I want with a genetic algorithm to know which is the best solution for a critical event and the fastest one. And if it is possible to rank the solutions acquired so if in the future on solution can't be applied I can always apply the second best for example.
I'm thinking of developing the solution in Python since I'm new to GA.
Edit: Specifying the problem (responding to AMack)
Yes is more a less that but with some nuances. For example the function A can be more suitable to make the variable go to F but because exist other problems with the variable are applied more than one solution. So on the data that i receive for an event of V, sometimes can be applied 3 ou 4 functions but only 1 or 2 of them are specialized for the problem that i want to analyze. My objetive is to make a decision support on the solution to use when determined problem appear. But the optimal solution can be more that one because for some event function A acts very fast but in other case of the same event function A don't produce a fast response and function C is better in that case. So in the end i pretend a solution where is indicated what are the best solutions to the problem but not only the fastest because the fastest in the majority of the cases sometimes is not the fastest in the same issue but with a different background.

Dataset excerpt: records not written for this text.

//! Repository implementations for database access.
//!
//! Each repository wraps a borrowed `PgConnection` and implements [`Repository`] for its table.
//! The locality repositories additionally expose `upsert`, which is the only write path used by
//! the IBGE synchronization.
//!
//! ```ignore
//! let mut conn = pool.acquire().await?;
//! let mut states = States::new(&mut conn);
//! let in_southeast = states.list(&StateFilter::new(0, 100).region(3)).await?;
//! ```

pub mod address_types;
pub mod addresses;
pub mod colors;
pub mod genders;
pub mod municipalities;
pub mod phone_types;
pub mod phones;
pub mod regions;
pub mod repository;
pub mod states;

pub use address_types::AddressTypes;
pub use addresses::Addresses;
pub use colors::Colors;
pub use genders::Genders;
pub use municipalities::Municipalities;
pub use phone_types::PhoneTypes;
pub use phones::Phones;
pub use regions::Regions;
pub use repository::Repository;
pub use states::States;

/// SET clause shared by every update statement: touches `updated_*` and toggles the soft-delete
/// columns when `is_active` flips. `$active` and `$actor` are the positional parameter numbers.
pub(crate) fn audit_set_clause(active: usize, actor: usize) -> String {
    format!(
        "is_active = COALESCE(${active}::boolean, is_active),
         deleted_at = CASE WHEN ${active}::boolean IS FALSE AND is_active THEN NOW()
                           WHEN ${active}::boolean IS TRUE THEN NULL
                           ELSE deleted_at END,
         deleted_by = CASE WHEN ${active}::boolean IS FALSE AND is_active THEN ${actor}::text
                           WHEN ${active}::boolean IS TRUE THEN NULL
                           ELSE deleted_by END,
         updated_at = NOW(),
         updated_by = ${actor}::text"
    )
}

/// Build a case-insensitive substring pattern for ILIKE, escaping wildcards in user input.
/// Blank input means "no filter".
pub(crate) fn contains_pattern(search: Option<&str>) -> Option<String> {
    let term = search.map(str::trim).filter(|s| !s.is_empty())?;
    let escaped = term.replace('\\', "\\\\").replace('%', "\\%").replace('_', "\\_");
    Some(format!("%{escaped}%"))
}
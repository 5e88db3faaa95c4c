use crate::AppState;
use crate::api::handlers::{missing, not_found};
use crate::api::models::colors::{ColorCreate, ColorResponse, ColorUpdate};
use crate::api::models::pagination::{PaginatedResponse, Pagination};
use crate::auth::CurrentActor;
use crate::db::handlers::{Colors, Repository, colors::ColorFilter};
use crate::errors::{Error, Result};
use crate::types::ColorId;
use axum::{
    Json,
    extract::{Path, Query, State},
    http::StatusCode,
};

#[utoipa::path(
    get,
    path = "/colors",
    tag = "reference",
    summary = "List colors",
    params(Pagination),
    responses((status = 200, description = "Page of colors, newest first", body = PaginatedResponse<ColorResponse>))
)]
#[tracing::instrument(skip_all)]
pub async fn list_colors(State(state): State<AppState>, Query(pagination): Query<Pagination>) -> Result<Json<PaginatedResponse<ColorResponse>>> {
    let (skip, limit) = pagination.params();
    let filter = ColorFilter::new(skip, limit);

    let mut conn = state.db.acquire().await.map_err(|e| Error::Database(e.into()))?;
    let mut repo = Colors::new(&mut conn);
    let colors = repo.list(&filter).await?;
    let total_count = repo.count(&filter).await?;

    Ok(Json(PaginatedResponse::new(
        colors.into_iter().map(ColorResponse::from).collect(),
        total_count,
        skip,
        limit,
    )))
}

#[utoipa::path(
    get,
    path = "/colors/{id}",
    tag = "reference",
    summary = "Get color",
    responses(
        (status = 200, description = "Color", body = ColorResponse),
        (status = 404, description = "Color not found")
    )
)]
#[tracing::instrument(skip_all)]
pub async fn get_color(State(state): State<AppState>, Path(id): Path<ColorId>) -> Result<Json<ColorResponse>> {
    let mut conn = state.db.acquire().await.map_err(|e| Error::Database(e.into()))?;
    let color = Colors::new(&mut conn).get_by_id(id).await?.ok_or_else(|| missing("Color", id))?;

    Ok(Json(color.into()))
}

#[utoipa::path(
    post,
    path = "/colors",
    tag = "reference",
    summary = "Create color",
    request_body = ColorCreate,
    responses(
        (status = 201, description = "Color created", body = ColorResponse),
        (status = 400, description = "Invalid name or code")
    )
)]
#[tracing::instrument(skip_all)]
pub async fn create_color(
    State(state): State<AppState>,
    actor: CurrentActor,
    Json(create): Json<ColorCreate>,
) -> Result<(StatusCode, Json<ColorResponse>)> {
    let request = create.into_db_request(actor.into_actor())?;
    let mut conn = state.db.acquire().await.map_err(|e| Error::Database(e.into()))?;
    let color = Colors::new(&mut conn).create(&request).await?;

    Ok((StatusCode::CREATED, Json(color.into())))
}

#[utoipa::path(
    patch,
    path = "/colors/{id}",
    tag = "reference",
    summary = "Update color",
    request_body = ColorUpdate,
    responses(
        (status = 200, description = "Color updated", body = ColorResponse),
        (status = 404, description = "Color not found")
    )
)]
#[tracing::instrument(skip_all)]
pub async fn update_color(
    State(state): State<AppState>,
    Path(id): Path<ColorId>,
    actor: CurrentActor,
    Json(update): Json<ColorUpdate>,
) -> Result<Json<ColorResponse>> {
    let request = update.into_db_request(actor.into_actor())?;
    let mut conn = state.db.acquire().await.map_err(|e| Error::Database(e.into()))?;
    let color = Colors::new(&mut conn).update(id, &request).await.map_err(not_found("Color", id))?;

    Ok(Json(color.into()))
}

#[utoipa::path(
    delete,
    path = "/colors/{id}",
    tag = "reference",
    summary = "Delete color",
    responses(
        (status = 204, description = "Color deleted"),
        (status = 404, description = "Color not found"),
        (status = 409, description = "Color still used by a gender or type")
    )
)]
#[tracing::instrument(skip_all)]
pub async fn delete_color(State(state): State<AppState>, Path(id): Path<ColorId>, _actor: CurrentActor) -> Result<StatusCode> {
    let mut conn = state.db.acquire().await.map_err(|e| Error::Database(e.into()))?;
    if Colors::new(&mut conn).delete(id).await? {
        Ok(StatusCode::NO_CONTENT)
    } else {
        Err(missing("Color", id))
    }
}
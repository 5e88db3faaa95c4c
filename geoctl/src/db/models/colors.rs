use crate::db::models::AuditFields;
use crate::types::{Actor, ColorId};
use sqlx::FromRow;

#[derive(Debug, Clone)]
pub struct ColorCreateDBRequest {
    pub name: String,
    pub code: String,
    pub description: String,
    pub created_by: Actor,
}

#[derive(Debug, Clone, Default)]
pub struct ColorUpdateDBRequest {
    pub name: Option<String>,
    pub code: Option<String>,
    pub description: Option<String>,
    pub is_active: Option<bool>,
    pub updated_by: Actor,
}

#[derive(Debug, Clone, FromRow)]
pub struct ColorDBResponse {
    pub id: ColorId,
    pub name: String,
    pub code: String,
    pub description: String,
    #[sqlx(flatten)]
    pub audit: AuditFields,
}
//! Shared HTTP clients for outbound requests to IBGE and image hosts.

use reqwest::Client;
use std::time::Duration;
use url::Url;

/// A pair of clients built once: one verifying TLS certificates and one accepting invalid ones.
/// Callers pick per request through the `verify` flag.
#[derive(Debug, Clone)]
pub struct HttpClients {
    verified: Client,
    insecure: Client,
}

impl HttpClients {
    pub fn new(request_timeout: Duration) -> reqwest::Result<Self> {
        // No-op when the binary already installed the provider; tests rely on this call.
        let _ = rustls::crypto::aws_lc_rs::default_provider().install_default();

        let verified = Client::builder().timeout(request_timeout).build()?;
        let insecure = Client::builder()
            .timeout(request_timeout)
            .danger_accept_invalid_certs(true)
            .build()?;

        Ok(Self { verified, insecure })
    }

    pub fn get(&self, verify: bool) -> &Client {
        if verify { &self.verified } else { &self.insecure }
    }
}

/// Makes sure a url has a trailing slash.
///
/// `Url::join` replaces the last path segment unless the base ends with '/', so
/// `.../localidades` joined with `estados` would otherwise give `.../estados`.
pub fn ensure_slash(url: &Url) -> Url {
    if url.path().ends_with('/') {
        url.clone()
    } else {
        let mut new_url = url.clone();
        let mut path = new_url.path().to_string();
        path.push('/');
        new_url.set_path(&path);
        new_url
    }
}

I'm unsure of what your question is, but here are the elements you need for any GA:
A population of initial "genomes"
A ranking function
Some form of mutation, crossing over within the genome
and reproduction.
If a critical event is always the same, your GA should work very well. That being said, if you have a different critical event but the same genome you will run into trouble. GA's evolve functions towards the best possible solution for A Set of conditions. If you constantly run the GA so that it may adapt to each unique situation you will find a greater degree of adaptability, but have a speed issue.
You have a distinct advantage using python because string manipulation (what you'll probably use for the genome) is easy, however...
python is slow.
If the genome is short, the initial population is small, and there are very few generations this shouldn't be a problem. You lose possibly better solutions that way but it will be significantly faster.
have fun...
You should take a look at the GARAGe Michigan State. They are a GA research group with a fair number of resources in terms of theory, papers, and software that should provide inspiration.
To start, let's make sure I understand your problem.
You have a set of sample data, each element containing a time series of a binary variable (we'll call it V). When V is set to True, a function (A, B, or C) is applied which returns V to it's False state. You would like to apply a genetic algorithm to determine which function (or solution) will return V to False in the least amount of time.
If this is the case, I would stay away from GAs. GAs are typically used for some kind of function optimization / tuning. In general, the underlying assumption is that what you permute is under your control during the algorithm's application (i.e., you are modifying parameters used by the algorithm that are independent of the input data). In your case, my impression is that you just want to find out which of your (I assume) static functions perform best in a wide variety of cases. If you don't feel your current dataset provides a decent approximation of your true input distribution, you can always sample from it and permute the values to see what happens; however, this would not be a GA.
Having said all of this, I could be wrong. If anyone has used GAs in verification like this, please let me know. I'd certainly be interested in learning about it.